Donna Meredith Reviews Terry Lewis’s Latest Legal Thriller, Delusional

In Arts & Letters, Book Reviews, Books, Creative Writing, Fiction, Humanities, Justice, Law, Law-and-Literature, Literary Theory & Criticism, Literature, Novels, Writing on December 18, 2013 at 8:47 am
Donna Meredith

Donna Meredith

Donna Meredith is a freelance writer living in Tallahassee, Florida. She taught English, journalism, and TV production in public high schools in West Virginia and Georgia for 29 years. Donna earned a BA in Education with a double major in English and Journalism from Fairmont State College, an MS in Journalism from West Virginia University, and an EdS in English from Nova Southeastern University. She has also participated in fiction writing workshops at Florida State University and served as a newsletter editor for the Florida State Attorney General’s Office. The Glass Madonna was her first novel. It won first place for unpublished women’s fiction in the Royal Palm Literary Awards, sponsored by the Florida Writers Association, and runner up in the Gulf Coast novel writing contest. Her second novel, The Color of Lies, won the gold medal for adult fiction in 2012 from the Florida Publishers Association and also first place in unpublished women’s fiction from the Florida Writers Association. Her latest book is nonfiction, Magic in the Mountains, the amazing story of how a determined and talented woman revived the ancient art of cameo glass in the twentieth century in West Virginia.  She is currently working on a series of environmental thrillers featuring a female hydrogeologist as the lead character.

Ted Stevens, still sporting a host of flaws, returns as a criminal defense lawyer in another gripping courtroom mystery by Terry Lewis.

Delusional, the third in the Ted Stevens series, follows Conflict of Interest and Privileged Information. It is Lewis’s most compelling book yet.

In Delusional Ted is appointed by the court to defend Nathan Hart, a young man confined to the Florida State Hospital in Chattahoochee for murdering his family—a crime Ted prosecuted.

Now Nathan is accused of murdering Aaron Rosenberg, a psychologist and administrator at the mental hospital. The motive? Rosenberg denied Nathan’s latest request to be released.

Not only did Nathan threaten to kill Rosenberg, but also an eyewitness placed Nathan at the murder scene, where his clothes were later found with blood stains.

The novel alternates first person accounts between Ted and Nathan, creating strong psychological profiles of both men and powerful suspense. This technique keeps us deeply involved and probing for the truth until the last pages.

As Ted delves into hospital affairs, he begins to wonder, despite all the evidence to the contrary, if Nathan might be innocent. Ted’s doubts infect the reader, but as we learn how clever and warped Nathan is, we don’t want to be manipulated by him any more than Ted does.

Nathan Hart is a fascinating character. We never doubt that he is mentally ill.
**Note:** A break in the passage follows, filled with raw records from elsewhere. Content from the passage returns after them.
//! The JSON-lines command/event shim (§6): translates `WireCommand`/
//! `WireEvent` over a byte stream to/from the in-process
//! `session::Command`/`session::Event` vocabulary.
//!
//! Grounded on `kild-daemon::server::connection::handle_connection`'s
//! read-loop-plus-streaming-task shape, simplified from "many sessions
//! over a Unix socket, one `ClientId` per connection" to "exactly one
//! session over stdio" per §6's `serve` subcommand contract.

use tokio::io::{AsyncBufRead, AsyncWrite};
use tracing::{debug, warn};

use crate::errors::WireError;
use crate::protocol::codec::{read_message, write_message};
use crate::protocol::keys::KeyElement;
use crate::protocol::messages::{WireCommand, WireEvent};
use crate::session::{BrokerHandle, Command, Event};

/// Run the shim for exactly one session: stream every broker event to
/// `writer` while translating incoming `WireCommand` lines from `reader`
/// into broker submissions. Returns once `reader` hits EOF or the event
/// stream closes (broker terminated).
pub async fn run_stdio_shim<R, W>(
    handle: BrokerHandle,
    mut reader: R,
    writer: W,
) -> Result<(), WireError>
where
    R: AsyncBufRead + Unpin,
    W: AsyncWrite + Unpin + Send + 'static,
{
    let (_sub_id, events) = handle
        .subscribe(Vec::new())
        .await
        .map_err(|_| WireError::Closed)?;

    let stream_task = tokio::spawn(stream_events(events, writer));

    loop {
        match read_message::<_, WireCommand>(&mut reader).await {
            Ok(Some(wire_cmd)) => {
                let command = to_session_command(wire_cmd);
                if let Err(e) = handle.submit(command).await {
                    warn!(event = "htty.server.submit_failed", error = %e);
                }
            }
            Ok(None) => {
                debug!(event = "htty.server.stdin_closed");
                break;
            }
            Err(e) => {
                warn!(event = "htty.server.read_failed", error = %e);
                return Err(e);
            }
        }
    }

    let _ = stream_task.await;
    Ok(())
}

async fn stream_events<W>(mut events: tokio::sync::mpsc::Receiver<Event>, mut writer: W)
where
    W: AsyncWrite + Unpin,
{
    while let Some(event) = events.recv().await {
        let wire_event = to_wire_event(&event);
        if let Err(e) = write_message(&mut writer, &wire_event).await {
            debug!(event = "htty.server.stream_write_failed", error = %e);
            break;
        }
    }
}

fn to_session_command(wire: WireCommand) -> Command {
    match wire {
        WireCommand::SendKeys { keys } => {
            Command::SendKeys(keys.into_iter().map(to_key_element).collect())
        }
        WireCommand::TakeSnapshot => Command::TakeSnapshot,
        WireCommand::Resize { cols, rows } => Command::Resize { cols, rows },
        WireCommand::Exit => Command::Exit,
    }
}

/// Per §6's key table: a `sendKeys` element is literal text unless it
/// names a recognized special. The wire format carries plain strings for
/// both, so disambiguation happens here by table lookup.
fn to_key_element(raw: String) -> KeyElement {
    KeyElement::from_wire(raw)
}

fn to_wire_event(event: &Event) -> WireEvent {
    match event {
        Event::Pid(pid) => WireEvent::Pid { pid: *pid },
        Event::Output(bytes) => WireEvent::output(bytes),
        Event::Snapshot(snapshot) => WireEvent::snapshot(snapshot),
        Event::Resize { cols, rows } => WireEvent::Resize {
            cols: *cols,
            rows: *rows,
        },
        Event::ExitCode(code) => WireEvent::ExitCode { exit_code: *code },
        Event::Debug(tag) => WireEvent::Debug { tag: tag.clone() },
    }
}

#[cfg(test)]
mod tests {
    use super::*;

    #[test]
    fn resize_and_exit_translate_directly() {
        assert!(matches!(
            to_session_command(WireCommand::Resize { cols: 80, rows: 24 }),
            Command::Resize { cols: 80, rows: 24 }
        ));
        assert!(matches!(to_session_command(WireCommand::Exit), Command::Exit));
    }

    #[test]
    fn send_keys_disambiguates_literal_text_from_named_keys() {
        let cmd = to_session_command(WireCommand::SendKeys {
            keys: vec!["hi".to_string(), "Enter".to_string()],
        });
        match cmd {
            Command::SendKeys(elements) => {
                assert_eq!(elements.len(), 2);
                assert!(matches!(&elements[0], KeyElement::Text(s) if s == "hi"));
                assert!(matches!(&elements[1], KeyElement::Named(s) if s == "Enter"));
            }
            other => panic!("wrong variant: {other:?}"),
        }
    }
}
We might give him a pass on believing God talks to him, because as he puts it: “Communication with the creator of the universe is not the sign of a mind out of touch with reality but of a soul in touch with the cosmos.”

But Nathan also believes his family members were involved in a worldwide conspiracy, part of a covert agency called “The Unit.” His evidence? Dog-eared magazines left on an end table. The arrangement of food in the refrigerator. A door left slightly ajar. You get the idea—Nathan is nuts. But he is also highly intelligent and can be charming at times.

What Ted has to determine is whether Nathan’s claims of innocence are valid—or just the rants of a delusional, paranoid schizophrenic.

Several staff members, though it seems unlikely, could have murdered Rosenberg. Frank Hutchinson, legal counsel at the hospital, might have motive. His wife, a psychologist, is rumored to have had an affair with the deceased. Dr. Rebecca Whitsen, Nathan’s psychologist; and James Washington, a social worker; had access to Nathan’s clothes and his food and medications—and Nathan swears he was being poisoned. Another possibility is the hospital’s Chief of Security. He is being investigated for sexual misconduct with patients. Rosenberg pushed the investigation, in which Nathan served as a witness.

Nathan also believes his uncle, a professor of international studies, could be behind the murder because of the Hart family’s connections to “The Unit.” Ted dismisses that as nonsense, but might the uncle have other reasons to want his nephew incarcerated?

And since this is a mental hospital, other patients with criminal tendencies provide alternatives Ted can present to a jury. Donnie Mercer is an inmate capable of violence. And then there is the mysterious Cindy Sands, a former patient who once stalked Dr. Whitsen.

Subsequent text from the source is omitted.